Why Be Consumed With Why

In a conversation with a friend this morning, the focus point became on "why", being brought up due to a certain persons need to know why. It got me thinking about our need to know why. I have often wondered why we as a seemingly intelligent people get so bogged down in the why, as if to know the why will really do anything at all. I understand the need to know how this affects that or how this works and the such. And I can understand wanting to know why this person did this, or why I feel this way, or why it seems that the world is getting colder and more distant. But again, does knowing the why really give us what we want and/or are looking for?

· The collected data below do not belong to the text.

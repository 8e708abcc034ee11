//! Configuration
//!
//! All runtime configuration comes in through explicit settings values read
//! once at startup, never through ambient globals.

pub mod settings;

pub use settings::{ConfigError, DEFAULT_CODES, MAX_TARGET_INTERVAL, Settings, SinkKind};
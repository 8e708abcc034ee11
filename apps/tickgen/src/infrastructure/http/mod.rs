//! HTTP Append Sink
//!
//! Batches ticks into CSV and POSTs them to a machbase-neo style write
//! endpoint (`/db/write/<table>?method=append`, `Content-Type: text/csv`).
//!
//! `append` never blocks the generator: ticks go into a bounded queue
//! drained by a dedicated writer task. Batches flush when they reach
//! `flush_rows` or when `flush_interval` elapses, whichever comes first.
//! A failed POST drops the batch and is logged; the sink keeps running
//! (log-and-drop policy, the dropped-row counter makes the loss visible).

use std::sync::Arc;
use std::sync::atomic::{AtomicU64, Ordering};
use std::time::Duration;

use reqwest::header::CONTENT_TYPE;
use tokio::sync::mpsc;
use tokio::sync::mpsc::error::TrySendError;
use tokio::time::MissedTickBehavior;
use tokio_util::sync::CancellationToken;

use crate::application::ports::{SinkError, TickSink};
use crate::domain::tick::Tick;

/// Configuration for the HTTP append sink.
#[derive(Debug, Clone)]
pub struct HttpSinkConfig {
    /// Database HTTP base URL, e.g. `http://127.0.0.1:5654`.
    pub write_url: String,
    /// Target tag table.
    pub table: String,
    /// Rows per batch before a size-triggered flush.
    pub flush_rows: usize,
    /// Maximum time a batch may sit before a time-triggered flush.
    pub flush_interval: Duration,
    /// Bounded queue capacity between `append` and the writer task.
    pub queue_capacity: usize,
}

impl Default for HttpSinkConfig {
    fn default() -> Self {
        Self {
            write_url: "http://127.0.0.1:5654".to_string(),
            table: "stock_tick".to_string(),
            flush_rows: 1000,
            flush_interval: Duration::from_millis(1000),
            queue_capacity: 65_536,
        }
    }
}

impl HttpSinkConfig {
    /// Full append endpoint URL.
    #[must_use]
    pub fn endpoint(&self) -> String {
        format!(
            "{}/db/write/{}?method=append",
            self.write_url.trim_end_matches('/'),
            self.table
        )
    }
}

/// Batching sink that appends ticks over HTTP.
///
/// Must be created inside a tokio runtime; construction spawns the writer
/// task. Call [`shutdown`](Self::shutdown) to flush the remaining batch and
/// join the writer.
pub struct HttpSink {
    tx: mpsc::Sender<Tick>,
    cancel: CancellationToken,
    dropped: Arc<AtomicU64>,
    writer: std::sync::Mutex<Option<tokio::task::JoinHandle<()>>>,
}

impl HttpSink {
    /// Create the sink and spawn its writer task.
    #[must_use]
    pub fn new(config: HttpSinkConfig) -> Self {
        let (tx, rx) = mpsc::channel(config.queue_capacity.max(1));
        let cancel = CancellationToken::new();
        let dropped = Arc::new(AtomicU64::new(0));

        let writer = tokio::spawn(writer_loop(
            config,
            rx,
            cancel.clone(),
            Arc::clone(&dropped),
        ));

        Self {
            tx,
            cancel,
            dropped,
            writer: std::sync::Mutex::new(Some(writer)),
        }
    }

    /// Rows lost to a full queue or failed POSTs.
    #[must_use]
    pub fn dropped(&self) -> u64 {
        self.dropped.load(Ordering::Relaxed)
    }

    /// Flush the remaining batch and stop the writer task. Idempotent.
    pub async fn shutdown(&self) {
        self.cancel.cancel();
        let handle = self.writer.lock().ok().and_then(|mut w| w.take());
        if let Some(handle) = handle {
            if let Err(e) = handle.await {
                tracing::warn!(error = %e, "http sink writer task failed");
            }
        }
    }
}

impl TickSink for HttpSink {
    fn append(&self, tick: Tick) -> Result<(), SinkError> {
        match self.tx.try_send(tick) {
            Ok(()) => Ok(()),
            Err(TrySendError::Full(_)) => {
                self.dropped.fetch_add(1, Ordering::Relaxed);
                Err(SinkError::Backlogged)
            }
            Err(TrySendError::Closed(_)) => Err(SinkError::Closed),
        }
    }

    fn close(&self) -> Result<(), SinkError> {
        self.cancel.cancel();
        Ok(())
    }
}

/// Writer task: buffer rows, flush on size or interval, drain on shutdown.
async fn writer_loop(
    config: HttpSinkConfig,
    mut rx: mpsc::Receiver<Tick>,
    cancel: CancellationToken,
    dropped: Arc<AtomicU64>,
) {
    let client = reqwest::Client::new();
    let endpoint = config.endpoint();
    let mut batch = Batch::new(config.flush_rows);

    let mut flush_timer = tokio::time::interval(config.flush_interval);
    flush_timer.set_missed_tick_behavior(MissedTickBehavior::Skip);

    loop {
        tokio::select! {
            () = cancel.cancelled() => break,
            maybe = rx.recv() => match maybe {
                Some(tick) => {
                    if batch.push(&tick) {
                        batch.post(&client, &endpoint, &dropped).await;
                    }
                }
                None => break,
            },
            _ = flush_timer.tick() => {
                if !batch.is_empty() {
                    batch.post(&client, &endpoint, &dropped).await;
                }
            }
        }
    }

    // Drain anything still queued, then flush the tail batch.
    while let Ok(tick) = rx.try_recv() {
        if batch.push(&tick) {
            batch.post(&client, &endpoint, &dropped).await;
        }
    }
    if !batch.is_empty() {
        batch.post(&client, &endpoint, &dropped).await;
    }

    tracing::debug!("http sink writer stopped");
}

/// One in-flight CSV batch.
struct Batch {
    body: String,
    rows: usize,
    flush_rows: usize,
}

impl Batch {
    fn new(flush_rows: usize) -> Self {
        Self {
            body: String::new(),
            rows: 0,
            flush_rows: flush_rows.max(1),
        }
    }

    const fn is_empty(&self) -> bool {
        self.rows == 0
    }

    /// Add a row; true when the batch reached its size threshold.
    fn push(&mut self, tick: &Tick) -> bool {
        self.body.push_str(&tick.csv_row());
        self.body.push('\n');
        self.rows += 1;
        self.rows >= self.flush_rows
    }

    /// POST the batch and reset it. Failures drop the batch and log.
    async fn post(&mut self, client: &reqwest::Client, endpoint: &str, dropped: &Arc<AtomicU64>) {
        let body = std::mem::take(&mut self.body);
        let rows = self.rows;
        self.rows = 0;

        let result = client
            .post(endpoint)
            .header(CONTENT_TYPE, "text/csv")
            .body(body)
            .send()
            .await;

        match result {
            Ok(response) if response.status().is_success() => {
                tracing::trace!(rows, "batch appended");
            }
            Ok(response) => {
                dropped.fetch_add(rows as u64, Ordering::Relaxed);
                tracing::warn!(
                    status = %response.status(),
                    rows,
                    "write endpoint rejected batch, rows dropped"
                );
            }
            Err(e) => {
                dropped.fetch_add(rows as u64, Ordering::Relaxed);
                tracing::warn!(error = %e, rows, "write request failed, rows dropped");
            }
        }
    }
}
//! Generator Settings
//!
//! Configuration types for the tick generator binary, loaded from
//! environment variables.
//!
//! # Environment Variables
//!
//! - `TICKGEN_TPS`: target ticks per second across all codes (default: 1000)
//! - `TICKGEN_CODES`: comma-separated symbol codes
//! - `TICKGEN_CODES_FILE`: newline-separated codes file (used when
//!   `TICKGEN_CODES` is unset; falls back to a built-in list)
//! - `TICKGEN_TIMESTAMP_POLICY`: `spread` | `offset` (default: offset)
//! - `TICKGEN_SEED`: RNG seed for reproducible runs (default: OS entropy)
//! - `TICKGEN_SINK`: `log` | `http` (default: log)
//! - `TICKGEN_WRITE_URL`: database HTTP base URL (default: <http://127.0.0.1:5654>)
//! - `TICKGEN_TABLE`: target tag table (default: stock_tick)
//! - `TICKGEN_FLUSH_ROWS`: rows per HTTP batch (default: 1000)
//! - `TICKGEN_FLUSH_MS`: max milliseconds between batches (default: 1000)

use std::str::FromStr;
use std::time::Duration;

use crate::application::generator::{GeneratorConfig, TimestampPolicy};

/// Built-in symbol codes, used when neither `TICKGEN_CODES` nor
/// `TICKGEN_CODES_FILE` is provided.
pub const DEFAULT_CODES: &[&str] = &[
    "AAPL", "MSFT", "GOOG", "AMZN", "NVDA", "META", "TSLA", "AVGO", "ORCL", "CRM", "AMD", "INTC",
    "QCOM", "TXN", "ADBE", "CSCO", "IBM", "NOW", "UBER", "SHOP", "JPM", "BAC", "WFC", "GS", "MS",
    "V", "MA", "AXP", "BRK", "BLK", "XOM", "CVX", "COP", "JNJ", "PFE", "MRK", "UNH", "LLY", "KO",
    "PEP",
];

/// Upper bound on the derived tick interval, one tick per hour. Guards the
/// `tps -> Duration` conversion against overflow at implausibly low rates.
pub const MAX_TARGET_INTERVAL: Duration = Duration::from_secs(3600);

/// Error type for configuration loading.
#[derive(Debug, thiserror::Error)]
pub enum ConfigError {
    /// An environment variable held a value that does not parse.
    #[error("invalid value for {var}: {value:?}")]
    InvalidValue {
        /// Variable name.
        var: &'static str,
        /// Offending value.
        value: String,
    },
    /// The codes file could not be read.
    #[error("cannot read codes file {path}: {source}")]
    CodesFile {
        /// File path from `TICKGEN_CODES_FILE`.
        path: String,
        /// Underlying I/O error.
        #[source]
        source: std::io::Error,
    },
}

/// Which sink receives generated ticks.
#[derive(Debug, Clone, Copy, PartialEq, Eq, Default)]
pub enum SinkKind {
    /// Log each tick at debug level and count it.
    #[default]
    Log,
    /// Batch ticks into CSV and POST them to the database write endpoint.
    Http,
}

impl SinkKind {
    /// Parse a sink kind from string.
    #[must_use]
    pub fn from_str_case_insensitive(s: &str) -> Self {
        match s.to_lowercase().as_str() {
            "http" => Self::Http,
            _ => Self::Log,
        }
    }

    /// Get the sink kind name.
    #[must_use]
    pub const fn as_str(&self) -> &'static str {
        match self {
            Self::Log => "log",
            Self::Http => "http",
        }
    }
}

/// Runtime settings for the tick generator binary.
#[derive(Debug, Clone)]
pub struct Settings {
    /// Target ticks per second across all codes.
    pub tps: f64,
    /// Symbol codes to simulate.
    pub codes: Vec<String>,
    /// Timestamp assignment policy.
    pub timestamp_policy: TimestampPolicy,
    /// RNG seed for reproducible runs.
    pub seed: Option<u64>,
    /// Sink selection.
    pub sink: SinkKind,
    /// Database HTTP base URL.
    pub write_url: String,
    /// Target tag table name.
    pub table: String,
    /// Rows per HTTP batch.
    pub flush_rows: usize,
    /// Maximum time between HTTP batches.
    pub flush_interval: Duration,
}

impl Default for Settings {
    fn default() -> Self {
        Self {
            tps: 1000.0,
            codes: DEFAULT_CODES.iter().map(ToString::to_string).collect(),
            timestamp_policy: TimestampPolicy::default(),
            seed: None,
            sink: SinkKind::default(),
            write_url: "http://127.0.0.1:5654".to_string(),
            table: "stock_tick".to_string(),
            flush_rows: 1000,
            flush_interval: Duration::from_millis(1000),
        }
    }
}

impl Settings {
    /// Load settings from environment variables, falling back to defaults.
    pub fn from_env() -> Result<Self, ConfigError> {
        let mut settings = Self::default();

        if let Some(tps) = env_parse::<f64>("TICKGEN_TPS")? {
            if tps <= 0.0 || !tps.is_finite() {
                return Err(ConfigError::InvalidValue {
                    var: "TICKGEN_TPS",
                    value: tps.to_string(),
                });
            }
            settings.tps = tps;
        }

        if let Ok(raw) = std::env::var("TICKGEN_CODES") {
            let codes = parse_codes(&raw);
            if !codes.is_empty() {
                settings.codes = codes;
            }
        } else if let Ok(path) = std::env::var("TICKGEN_CODES_FILE") {
            let raw = std::fs::read_to_string(&path)
                .map_err(|source| ConfigError::CodesFile { path, source })?;
            let codes = parse_codes(&raw);
            if !codes.is_empty() {
                settings.codes = codes;
            }
        }

        if let Ok(raw) = std::env::var("TICKGEN_TIMESTAMP_POLICY") {
            settings.timestamp_policy = TimestampPolicy::from_str_case_insensitive(&raw);
        }
        settings.seed = env_parse::<u64>("TICKGEN_SEED")?;
        if let Ok(raw) = std::env::var("TICKGEN_SINK") {
            settings.sink = SinkKind::from_str_case_insensitive(&raw);
        }
        if let Ok(url) = std::env::var("TICKGEN_WRITE_URL") {
            settings.write_url = url;
        }
        if let Ok(table) = std::env::var("TICKGEN_TABLE") {
            settings.table = table;
        }
        if let Some(rows) = env_parse::<usize>("TICKGEN_FLUSH_ROWS")? {
            settings.flush_rows = rows.max(1);
        }
        if let Some(ms) = env_parse::<u64>("TICKGEN_FLUSH_MS")? {
            settings.flush_interval = Duration::from_millis(ms.max(1));
        }

        Ok(settings)
    }

    /// Desired average time between emitted ticks.
    ///
    /// Capped at [`MAX_TARGET_INTERVAL`]: a TPS small enough to push the
    /// interval past the cap (or past what `Duration` can represent) is
    /// treated as one tick per cap period instead of panicking.
    #[must_use]
    pub fn target_interval(&self) -> Duration {
        Duration::try_from_secs_f64(1.0 / self.tps)
            .map_or(MAX_TARGET_INTERVAL, |d| d.min(MAX_TARGET_INTERVAL))
    }

    /// Build the generator configuration for these settings.
    #[must_use]
    pub fn generator_config(&self) -> GeneratorConfig {
        let mut config = GeneratorConfig::new(self.codes.clone(), self.target_interval())
            .with_timestamp_policy(self.timestamp_policy);
        config.seed = self.seed;
        config
    }
}

/// Split a comma- or newline-separated code list, dropping blanks.
fn parse_codes(raw: &str) -> Vec<String> {
    raw.split([',', '\n', '\r'])
        .map(str::trim)
        .filter(|s| !s.is_empty())
        .map(ToString::to_string)
        .collect()
}

/// Parse an optional environment variable, erroring on malformed values.
fn env_parse<T: FromStr>(var: &'static str) -> Result<Option<T>, ConfigError> {
    match std::env::var(var) {
        Ok(raw) => raw
            .trim()
            .parse::<T>()
            .map(Some)
            .map_err(|_| ConfigError::InvalidValue { var, value: raw }),
        Err(_) => Ok(None),
    }
}
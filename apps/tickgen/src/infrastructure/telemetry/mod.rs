//! Tracing Setup
//!
//! Configures the `tracing` subscriber for structured log output.
//!
//! # Environment Variables
//!
//! - `RUST_LOG`: log filter (default: `info`)
//!
//! # Usage
//!
//! ```ignore
//! tickgen::infrastructure::telemetry::init();
//! tracing::info!("starting");
//! ```

use tracing_subscriber::EnvFilter;

/// Default filter when `RUST_LOG` is unset.
const DEFAULT_FILTER: &str = "info";

/// Initialize the global tracing subscriber.
///
/// Idempotent: repeated calls (as happens across tests) leave the first
/// subscriber in place.
pub fn init() {
    let env_filter =
        EnvFilter::try_from_default_env().unwrap_or_else(|_| EnvFilter::new(DEFAULT_FILTER));

    let _ = tracing_subscriber::fmt()
        .with_env_filter(env_filter)
        .with_target(true)
        .try_init();
}

#[cfg(test)]
mod tests {
    use super::*;

    #[test]
    fn init_is_idempotent() {
        init();
        init();
    }
}
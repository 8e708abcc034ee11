//! End-to-end tests for the tick generator stream.
//!
//! These drive a real generator task against wall-clock timers, so the
//! assertions use generous windows rather than exact counts.

use std::sync::Arc;
use std::sync::atomic::{AtomicU64, Ordering};
use std::time::Duration;

use tickgen::{GeneratorConfig, Tick, TickGenerator, TickSink, TimestampPolicy, VecSink};

/// Collect every emitted tick into a shared sink.
fn collecting_callback(sink: Arc<VecSink>) -> impl FnMut(Tick) + Send + 'static {
    move |tick| {
        let _ = sink.append(tick);
    }
}

/// A generated quote must respect the model's hard floors and ordering.
fn assert_valid(tick: &Tick) {
    assert!(!tick.code.is_empty());
    assert!(tick.epoch_nanos() > 0, "timestamp must be non-zero");
    assert!(tick.price >= 1.0, "price {} below floor", tick.price);
    assert!(tick.volume >= 1.0, "volume {} below floor", tick.volume);
    assert!(tick.bid_price >= 0.01, "bid {} below floor", tick.bid_price);
    assert!(
        tick.ask_price > tick.bid_price,
        "ask {} not above bid {}",
        tick.ask_price,
        tick.bid_price
    );
    assert!(tick.bid_price < tick.price && tick.price < tick.ask_price);
}

#[tokio::test]
async fn emits_valid_ticks_for_configured_codes() {
    let codes = vec!["AAA".to_string(), "BBB".to_string(), "CCC".to_string()];
    let config = GeneratorConfig::new(codes.clone(), Duration::from_millis(5));
    let generator = TickGenerator::new(config);

    let store = Arc::new(VecSink::new());
    let handle = generator
        .start(collecting_callback(Arc::clone(&store)))
        .expect("generator should start");

    tokio::time::sleep(Duration::from_millis(300)).await;
    generator.stop();
    handle.await.expect("task should not panic");

    let ticks = store.ticks();
    assert!(ticks.len() >= 5, "expected several ticks, got {}", ticks.len());
    for tick in &ticks {
        assert!(codes.contains(&tick.code), "unknown code {}", tick.code);
        assert_valid(tick);
    }
}

#[tokio::test]
async fn sub_cadence_target_reaches_rate_by_batching() {
    // 1ms target and a 100ms cadence means roughly 100 ticks per firing.
    let config = GeneratorConfig::new(vec!["AAA".to_string()], Duration::from_millis(1));
    let generator = TickGenerator::new(config);

    let count = Arc::new(AtomicU64::new(0));
    let counter = Arc::clone(&count);
    let handle = generator
        .start(move |_| {
            counter.fetch_add(1, Ordering::Relaxed);
        })
        .expect("generator should start");

    tokio::time::sleep(Duration::from_millis(250)).await;
    generator.stop();
    handle.await.expect("task should not panic");

    let emitted = count.load(Ordering::Relaxed);
    assert!(emitted >= 150, "expected at least 150 ticks, got {emitted}");
}

#[tokio::test]
async fn long_run_rate_converges_to_target() {
    // 2ms target over ~500ms should land near 250 emissions.
    let config = GeneratorConfig::new(
        vec!["AAA".to_string(), "BBB".to_string()],
        Duration::from_millis(2),
    );
    let generator = TickGenerator::new(config);

    let count = Arc::new(AtomicU64::new(0));
    let counter = Arc::clone(&count);
    let handle = generator
        .start(move |_| {
            counter.fetch_add(1, Ordering::Relaxed);
        })
        .expect("generator should start");

    tokio::time::sleep(Duration::from_millis(500)).await;
    generator.stop();
    handle.await.expect("task should not panic");

    let emitted = count.load(Ordering::Relaxed);
    assert!(
        (150..=350).contains(&emitted),
        "rate diverged from target: {emitted} ticks in 500ms at 2ms target"
    );
}

#[tokio::test(flavor = "multi_thread", worker_threads = 2)]
async fn concurrent_stops_converge_to_one_teardown() {
    let config = GeneratorConfig::new(vec!["AAA".to_string()], Duration::from_millis(5));
    let generator = Arc::new(TickGenerator::new(config));

    let handle = generator.start(|_| {}).expect("generator should start");

    let g1 = Arc::clone(&generator);
    let g2 = Arc::clone(&generator);
    let (r1, r2) = tokio::join!(
        tokio::spawn(async move { g1.stop() }),
        tokio::spawn(async move { g2.stop() }),
    );
    r1.expect("stop task should not panic");
    r2.expect("stop task should not panic");

    assert!(generator.is_stopped());
    tokio::time::timeout(Duration::from_millis(500), handle)
        .await
        .expect("loop should exit within one cadence")
        .expect("task should not panic");
}

#[tokio::test]
async fn seeded_runs_reproduce_the_same_stream() {
    let codes = vec!["AAA".to_string(), "BBB".to_string(), "CCC".to_string()];

    let mut streams = Vec::new();
    for _ in 0..2 {
        let config = GeneratorConfig::new(codes.clone(), Duration::from_millis(2)).with_seed(42);
        let generator = TickGenerator::new(config);

        let store = Arc::new(VecSink::new());
        let handle = generator
            .start(collecting_callback(Arc::clone(&store)))
            .expect("generator should start");

        tokio::time::sleep(Duration::from_millis(250)).await;
        generator.stop();
        handle.await.expect("task should not panic");

        streams.push(store.ticks());
    }

    let (a, b) = (&streams[0], &streams[1]);
    let common = a.len().min(b.len());
    assert!(common >= 50, "too few ticks to compare: {common}");

    // Timestamps are wall clock; everything else must match tick for tick.
    for (x, y) in a.iter().zip(b.iter()).take(common) {
        assert_eq!(x.code, y.code);
        assert_eq!(x.price, y.price);
        assert_eq!(x.volume, y.volume);
        assert_eq!(x.bid_price, y.bid_price);
        assert_eq!(x.ask_price, y.ask_price);
    }
}

#[tokio::test]
async fn spread_policy_backdates_within_the_tick_window() {
    let config = GeneratorConfig::new(vec!["AAA".to_string()], Duration::from_millis(1))
        .with_timestamp_policy(TimestampPolicy::SpreadWithinTick);
    let generator = TickGenerator::new(config);

    let store = Arc::new(VecSink::new());
    let handle = generator
        .start(collecting_callback(Arc::clone(&store)))
        .expect("generator should start");

    let started = chrono::Utc::now();
    tokio::time::sleep(Duration::from_millis(250)).await;
    generator.stop();
    handle.await.expect("task should not panic");
    let finished = chrono::Utc::now();

    let ticks = store.ticks();
    assert!(!ticks.is_empty());
    let margin = chrono::Duration::milliseconds(150);
    for tick in &ticks {
        assert!(tick.timestamp >= started - margin, "timestamp too early");
        assert!(tick.timestamp <= finished, "timestamp in the future");
    }
}

#[tokio::test]
async fn empty_code_set_never_emits() {
    let generator = TickGenerator::new(GeneratorConfig::new(Vec::new(), Duration::from_millis(1)));
    assert!(generator.start(|_| panic!("no tick expected")).is_none());
}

Much has happened to me through out my life and I've come to a point of understanding that to me, the why only mucks things up in my head, and often keeps me focused on the negative, the fantasy, the would of, could of, should of of life. When hurt or not understanding the actions or thoughts of another, we get consumed with knowing the why. I struggled with my child's behaviors over the past weekend and I keep pushing the why at him, until I realized the why was a concept foreign to him, and that what I was really looking for was an answer that would give me some sort of satisfaction, that in reality, was not mine to get. The deeds were done and the behaviors were there; knowing the why in all reality would give me neither peace nor resolution.

In my life and professional studies, I have come to embrace reality and her theory. I don't say reality in a as much of a philosophical manner but as in a reality of choice, consequences, and being present, rather than in having a foot in the past or a foot in the future, or both, neither of which I can control. If I allow myself to be in the present, in the reality of the situation, and remove the wide and misleading road of my emotions, I often find that when I embrace the present and give power to my thoughts and direct my mind where I want it to go, I can find peace and serenity, what I crave in life.

So to me, the why is something that keeps me rooted in a false belief or hope that I can control what I am asking of the why. To me, focusing on being present, on the situation at hand, improving my ability to embrace the wisdom God has given me to direct my mind and thoughts in a positive and loving manner, I can discover what it is I need and begin to create the steps of getting it. In my culture, story telling is a way of passing down history, not a way of lodging myself in the past. The why is what it is, but the power I possess and the direction I embrace is mine, and has very little to do with the why, except to give me an understanding of the past and her forces that drive me towards success.

Today, I challenge you my friend and reader, to embrace the day, be present, heal through the whys of the past, and embrace your future.